Numa de suas deliciosas crônicas, Rubem Braga afirmava que “Santa Teresa é um dos lugares que menos existe” e confessava o seu remorso por nunca ter morado lá. Em seu sexto livro, Curvas, ladeiras – bairro de Santa Teresa, o poeta e diplomata Felipe Fortuna apresenta mil motivos para se dar razão ao mestre Braga e a todos que cantam s encantos do bairro.

A obra dá forma às memórias de Fortuna sobre os 26 anos em que viveu no bairro e a muitas informações históricas vasculhadas por ele. O diplomata – que atualmente trabalha na embaixada brasileira em Caracas – conta que a ideia de escrever sobre Santa Teresa surgiu em 1994, pouco tempo depois da morte de seu pai, o jornalista e caricaturista Fortuna.
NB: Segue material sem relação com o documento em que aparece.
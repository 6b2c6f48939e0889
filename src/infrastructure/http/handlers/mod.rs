//! HTTP Handlers

mod cache;
mod ping;
mod speech;

pub use cache::*;
pub use ping::*;
pub use speech::*;
//! File Storage - 文件系统音频存储实现
//!
//! 实现 AudioStorePort trait。
//! 对象按 UUID 前两位分桶，location 形如 "ab/abcd....wav"，
//! 只在仓库内部流转，不暴露真实文件路径

use async_trait::async_trait;
use std::path::{Component, Path, PathBuf};
use tokio::fs;
use uuid::Uuid;

use crate::application::ports::{AudioStoreError, AudioStorePort, StoreStats};

/// 文件系统音频存储
pub struct FileAudioStore {
    /// 存储根目录
    base_dir: PathBuf,
}

impl FileAudioStore {
    /// 创建新的文件存储
    pub async fn new(base_dir: impl AsRef<Path>) -> Result<Self, AudioStoreError> {
        let base_dir = base_dir.as_ref().to_path_buf();

        // 确保目录存在
        fs::create_dir_all(&base_dir)
            .await
            .map_err(|e| AudioStoreError::IoError(e.to_string()))?;

        Ok(Self { base_dir })
    }

    /// 获取存储根目录
    pub fn base_dir(&self) -> &Path {
        &self.base_dir
    }

    /// location 映射到磁盘路径，拒绝越出根目录的值
    fn resolve(&self, location: &str) -> Result<PathBuf, AudioStoreError> {
        let relative = Path::new(location);
        let safe = relative
            .components()
            .all(|c| matches!(c, Component::Normal(_)));
        if location.is_empty() || !safe {
            return Err(AudioStoreError::InvalidLocation(location.to_string()));
        }
        Ok(self.base_dir.join(relative))
    }
}

#[async_trait]
impl AudioStorePort for FileAudioStore {
    async fn put(&self, data: &[u8], extension: &str) -> Result<String, AudioStoreError> {
        let id = Uuid::new_v4().to_string();
        let shard = &id[..2];
        let location = format!("{}/{}.{}", shard, id, extension);

        let path = self.resolve(&location)?;
        if let Some(parent) = path.parent() {
            fs::create_dir_all(parent)
                .await
                .map_err(|e| AudioStoreError::IoError(e.to_string()))?;
        }

        fs::write(&path, data)
            .await
            .map_err(|e| AudioStoreError::IoError(e.to_string()))?;

        tracing::debug!(
            location = %location,
            size = data.len(),
            "Saved audio object"
        );

        Ok(location)
    }

    async fn get(&self, location: &str) -> Result<Vec<u8>, AudioStoreError> {
        let path = self.resolve(location)?;

        if !path.exists() {
            return Err(AudioStoreError::NotFound(location.to_string()));
        }

        fs::read(&path)
            .await
            .map_err(|e| AudioStoreError::IoError(e.to_string()))
    }

    async fn exists(&self, location: &str) -> bool {
        match self.resolve(location) {
            Ok(path) => path.exists(),
            Err(_) => false,
        }
    }

    async fn stats(&self) -> Result<StoreStats, AudioStoreError> {
        let mut stats = StoreStats::default();

        let mut shards = fs::read_dir(&self.base_dir)
            .await
            .map_err(|e| AudioStoreError::IoError(e.to_string()))?;

        while let Some(shard) = shards
            .next_entry()
            .await
            .map_err(|e| AudioStoreError::IoError(e.to_string()))?
        {
            let path = shard.path();
            if !path.is_dir() {
                continue;
            }
            if let Ok(mut entries) = fs::read_dir(&path).await {
                while let Ok(Some(entry)) = entries.next_entry().await {
                    if let Ok(metadata) = entry.metadata().await {
                        if metadata.is_file() {
                            stats.blob_count += 1;
                            stats.used_bytes += metadata.len();
                        }
                    }
                }
            }
        }

        Ok(stats)
    }
}
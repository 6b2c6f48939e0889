//! Ping Handler
//!
//! 健康检查端点，返回服务状态与版本号

use axum::Json;
use serde::Serialize;

/// Ping 响应
#[derive(Serialize)]
pub struct PingResponse {
    pub status: &'static str,
    pub version: &'static str,
}

/// Ping endpoint - 健康检查
pub async fn ping() -> Json<PingResponse> {
    Json(PingResponse {
        status: "ok",
        version: env!("CARGO_PKG_VERSION"),
    })
}
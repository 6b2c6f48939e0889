//! Speech Command Handlers - 合成编排
//!
//! 单次合成请求的完整流水线:
//! 校验 -> 身份解析 -> 缓存查找 -> 后端调度 -> 入库 -> 写回内容记录
//!
//! 缓存与写回的失败只记日志，永远不让请求失败

use chrono::Utc;
use std::sync::Arc;
use uuid::Uuid;

use crate::application::commands::{CacheStatus, SynthesizeSpeech, SynthesizeSpeechResponse};
use crate::application::dispatch::SynthesisDispatcher;
use crate::application::error::ApplicationError;
use crate::application::ports::{
    normalize_text, render_cache_key, AudioStoreError, AudioStorePort, ContentStorePort, JobVoice,
    PersistOutcome, RenderCachePort, RenderEntry, SynthesisJob,
};
use crate::application::resolver::{ResolveRequest, VoiceResolver};
use crate::domain::voice::{FallbackVoice, IdentityId, ResolvedVoice};

/// 合成输入约束
#[derive(Debug, Clone)]
pub struct SynthesisSettings {
    /// 单次合成的最大字符数，超长请求在触达后端前拒绝
    pub max_text_chars: usize,
    /// 允许的语言代码
    pub allowed_languages: Vec<String>,
    /// 未指定语言时的默认值
    pub default_language: String,
}

impl Default for SynthesisSettings {
    fn default() -> Self {
        Self {
            max_text_chars: 4096,
            allowed_languages: vec![
                "en", "es", "fr", "de", "it", "pt", "pl", "tr", "ru", "nl", "cs", "ar", "zh-cn",
                "ja", "hu", "ko", "hi",
            ]
            .into_iter()
            .map(String::from)
            .collect(),
            default_language: "en".to_string(),
        }
    }
}

/// SynthesizeSpeech Handler
#[derive(Clone)]
pub struct SynthesizeSpeechHandler {
    settings: SynthesisSettings,
    resolver: Arc<VoiceResolver>,
    dispatcher: Arc<SynthesisDispatcher>,
    render_cache: Arc<dyn RenderCachePort>,
    audio_store: Arc<dyn AudioStorePort>,
    content_store: Arc<dyn ContentStorePort>,
}

impl SynthesizeSpeechHandler {
    pub fn new(
        settings: SynthesisSettings,
        resolver: Arc<VoiceResolver>,
        dispatcher: Arc<SynthesisDispatcher>,
        render_cache: Arc<dyn RenderCachePort>,
        audio_store: Arc<dyn AudioStorePort>,
        content_store: Arc<dyn ContentStorePort>,
    ) -> Self {
        Self {
            settings,
            resolver,
            dispatcher,
            render_cache,
            audio_store,
            content_store,
        }
    }

    /// 处理合成命令
    ///
    /// 流水线跑在独立任务上: 调用方放弃等待时合成继续执行完，
    /// 结果照常进缓存，下次请求直接命中
    pub async fn handle(
        &self,
        command: SynthesizeSpeech,
    ) -> Result<SynthesizeSpeechResponse, ApplicationError> {
        let handler = self.clone();
        match tokio::spawn(async move { handler.run(command).await }).await {
            Ok(result) => result,
            Err(e) => Err(ApplicationError::internal(format!(
                "synthesis task aborted: {}",
                e
            ))),
        }
    }

    async fn run(
        &self,
        command: SynthesizeSpeech,
    ) -> Result<SynthesizeSpeechResponse, ApplicationError> {
        // 1. 校验输入，任何后端/缓存动作之前完成
        let (text, language, fallback_voice) = self.validate(&command)?;

        // 2. 解析声音身份
        let request = ResolveRequest {
            explicit_identity_id: command.explicit_identity_id.map(IdentityId::from_uuid),
            content_id: command.content_id,
            owner_id: command.owner_id,
            fallback_voice,
        };
        let voice = self.resolver.resolve(&request).await?;
        let hash = render_cache_key(&text, &voice.cache_tag());

        // 3. 缓存查找，缓存故障一律降级为未命中。
        //    命中同样补一次写回: 条目可能出自没带 content_id 的早先请求
        if let Some((response, location)) = self.try_cache(&hash).await {
            self.spawn_persist(command.content_id, &voice, location);
            return Ok(response);
        }

        // 4. 构建任务并调度后端
        let job_voice = self.job_voice(&voice).await?;
        let job = SynthesisJob {
            text,
            language,
            voice: job_voice,
        };
        let outcome = self.dispatcher.dispatch(&job).await?;

        // 5. 音频入库 + 写缓存条目，失败只告警，新鲜音频照常返回
        let audio = outcome.audio;
        let stored_location = self.store_result(&hash, &job.text, &voice, &audio).await;

        // 6. 渲染位置写回内容记录，不等待结果
        if let Some(location) = stored_location {
            self.spawn_persist(command.content_id, &voice, location);
        }

        Ok(SynthesizeSpeechResponse {
            audio: audio.audio,
            content_type: audio.content_type,
            cache_status: CacheStatus::Miss,
            backend_used: outcome.backend,
            attempts: outcome.attempts,
        })
    }

    /// 校验并规范化输入
    fn validate(
        &self,
        command: &SynthesizeSpeech,
    ) -> Result<(String, String, FallbackVoice), ApplicationError> {
        let text = normalize_text(&command.text);
        if text.is_empty() {
            return Err(ApplicationError::validation("text must not be empty"));
        }
        let chars = text.chars().count();
        if chars > self.settings.max_text_chars {
            return Err(ApplicationError::validation(format!(
                "text too long: {} chars (max {})",
                chars, self.settings.max_text_chars
            )));
        }

        let language = command
            .language
            .clone()
            .unwrap_or_else(|| self.settings.default_language.clone())
            .to_lowercase();
        if !self.settings.allowed_languages.contains(&language) {
            return Err(ApplicationError::validation(format!(
                "unsupported language: {}",
                language
            )));
        }

        let fallback_voice =
            FallbackVoice::new(command.fallback_voice.clone()).map_err(ApplicationError::validation)?;

        Ok((text, language, fallback_voice))
    }

    /// 缓存命中时取回音频，连同条目登记的存储位置一起返回
    ///
    /// 条目存在但音频对象丢失按未命中处理，重新合成后覆盖
    async fn try_cache(&self, hash: &str) -> Option<(SynthesizeSpeechResponse, String)> {
        let entry = match self.render_cache.lookup(hash).await {
            Ok(Some(entry)) => entry,
            Ok(None) => return None,
            Err(e) => {
                tracing::warn!(hash = %hash, error = %e, "cache lookup failed, treating as miss");
                return None;
            }
        };

        match self.audio_store.get(&entry.audio_location).await {
            Ok(audio) => {
                tracing::info!(
                    hash = %hash,
                    access_count = entry.access_count,
                    "render cache hit"
                );
                let response = SynthesizeSpeechResponse {
                    audio,
                    content_type: entry.content_type,
                    cache_status: CacheStatus::Hit,
                    backend_used: "cache".to_string(),
                    attempts: 0,
                };
                Some((response, entry.audio_location))
            }
            Err(AudioStoreError::NotFound(location)) => {
                tracing::warn!(
                    hash = %hash,
                    location = %location,
                    "cached audio object missing, regenerating"
                );
                None
            }
            Err(e) => {
                tracing::warn!(hash = %hash, error = %e, "audio store read failed, treating as miss");
                None
            }
        }
    }

    /// 克隆声音需要先取回参考音频
    async fn job_voice(&self, voice: &ResolvedVoice) -> Result<JobVoice, ApplicationError> {
        match voice {
            ResolvedVoice::Identity(identity) => {
                let reference_audio = match self
                    .audio_store
                    .get(identity.reference_audio_location())
                    .await
                {
                    Ok(audio) => audio,
                    Err(AudioStoreError::NotFound(location)) => {
                        tracing::error!(
                            identity_id = %identity.id(),
                            location = %location,
                            "reference audio missing"
                        );
                        return Err(ApplicationError::not_found(
                            "reference audio",
                            *identity.id().as_uuid(),
                        ));
                    }
                    Err(e) => return Err(e.into()),
                };
                Ok(JobVoice::Cloned {
                    identity_id: identity.id().clone(),
                    reference_audio,
                })
            }
            ResolvedVoice::Fallback(fallback) => Ok(JobVoice::Preset {
                voice: fallback.as_str().to_string(),
            }),
        }
    }

    /// 音频写入对象存储并登记缓存条目
    ///
    /// 返回成功入库的位置，任一步失败返回 None
    async fn store_result(
        &self,
        hash: &str,
        text: &str,
        voice: &ResolvedVoice,
        audio: &crate::application::ports::SynthesizedAudio,
    ) -> Option<String> {
        let location = match self
            .audio_store
            .put(&audio.audio, extension_for(&audio.content_type))
            .await
        {
            Ok(location) => location,
            Err(e) => {
                tracing::warn!(
                    hash = %hash,
                    error = %e,
                    "failed to store synthesized audio, returning uncached result"
                );
                return None;
            }
        };

        let now = Utc::now().timestamp();
        let entry = RenderEntry {
            hash: hash.to_string(),
            text: text.to_string(),
            audio_location: location.clone(),
            content_type: audio.content_type.clone(),
            voice_tag: voice.cache_tag(),
            size_bytes: audio.audio.len() as u64,
            // 产出请求本身计第一次访问
            access_count: 1,
            created_at: now,
            last_accessed_at: now,
        };
        if let Err(e) = self.render_cache.store(entry).await {
            tracing::warn!(hash = %hash, error = %e, "failed to store render cache entry");
        }

        Some(location)
    }

    /// 渲染位置写回内容记录，跑在独立任务上，调用方不等待
    fn spawn_persist(&self, content_id: Option<Uuid>, voice: &ResolvedVoice, location: String) {
        let Some(content_id) = content_id else {
            return;
        };
        let content_store = self.content_store.clone();
        let identity_id = voice.identity().map(|identity| identity.id().clone());
        tokio::spawn(async move {
            persist_rendering(content_store, content_id, identity_id, location).await;
        });
    }
}

/// 执行写回并记录结果
///
/// 跳过与失败都只记日志，绝不影响已经返回的合成响应
async fn persist_rendering(
    content_store: Arc<dyn ContentStorePort>,
    content_id: Uuid,
    identity_id: Option<IdentityId>,
    location: String,
) {
    match content_store
        .attach_rendering(content_id, identity_id.as_ref(), &location)
        .await
    {
        Ok(PersistOutcome::Attached) => {
            tracing::info!(
                content_id = %content_id,
                location = %location,
                "rendering attached to content"
            );
        }
        Ok(outcome) => {
            tracing::info!(
                content_id = %content_id,
                reason = outcome.as_str(),
                "rendering not attached"
            );
        }
        Err(e) => {
            tracing::warn!(
                content_id = %content_id,
                error = %e,
                "failed to attach rendering"
            );
        }
    }
}

/// 按 MIME 推断存储用扩展名
fn extension_for(content_type: &str) -> &'static str {
    match content_type {
        "audio/wav" | "audio/x-wav" => "wav",
        "audio/mpeg" | "audio/mp3" => "mp3",
        "audio/ogg" => "ogg",
        _ => "bin",
    }
}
– Estava em Washington, a caminho de Londres, quando ele morreu. A partir daí, fui tomado pela sensação de como seria estranho voltar ao Brasil mais tarde e saber que não encontraria mais meu pai. Este novo livro nasceu da memória de meu pai em Santa Teresa – explica o escritor de 35 anos.

Pelas páginas de Curvas, ladeiras – que acaba de chegar às livrarias – o leitor descobrirá que não é de agora que o bairro seduz os artistas. Fortuna cita comentários sobre o local feitos por escritores como Machado de Assis e Manuel Bandeira, que viveu na ex-rua do Curvelo, hoje rua Dias de Barros.

  – Bandeira exaltava Santa Teresa. Uma vez escreveu “a província a dez minutos da avenida Rio Branco. Não é delicioso?”. Sempre me orgulhei dessa forte atração que o bairro exerce sobre os artistas – diz.

Dividido em cinco partes, o livro trata primeiro da história local, para depois se dedicar às muitas características – arquitetônicas e topográficas, por exemplo – que diferenciam Santa Teresa dos demais bairros da cidade.

O autor lembra com saudades de antigas rotinas suas em Santa Teresa, como as viagens diárias de bonde até o antigo prédio da Faculdade de Letras, na avenida Chile.

– Centenas de livros foram devorados dentro deles – afirma Fortuna, que já escreveu três livros de poesia e um de crítica literária, além de traduzir para o Português poemas da francesa Louise Labé.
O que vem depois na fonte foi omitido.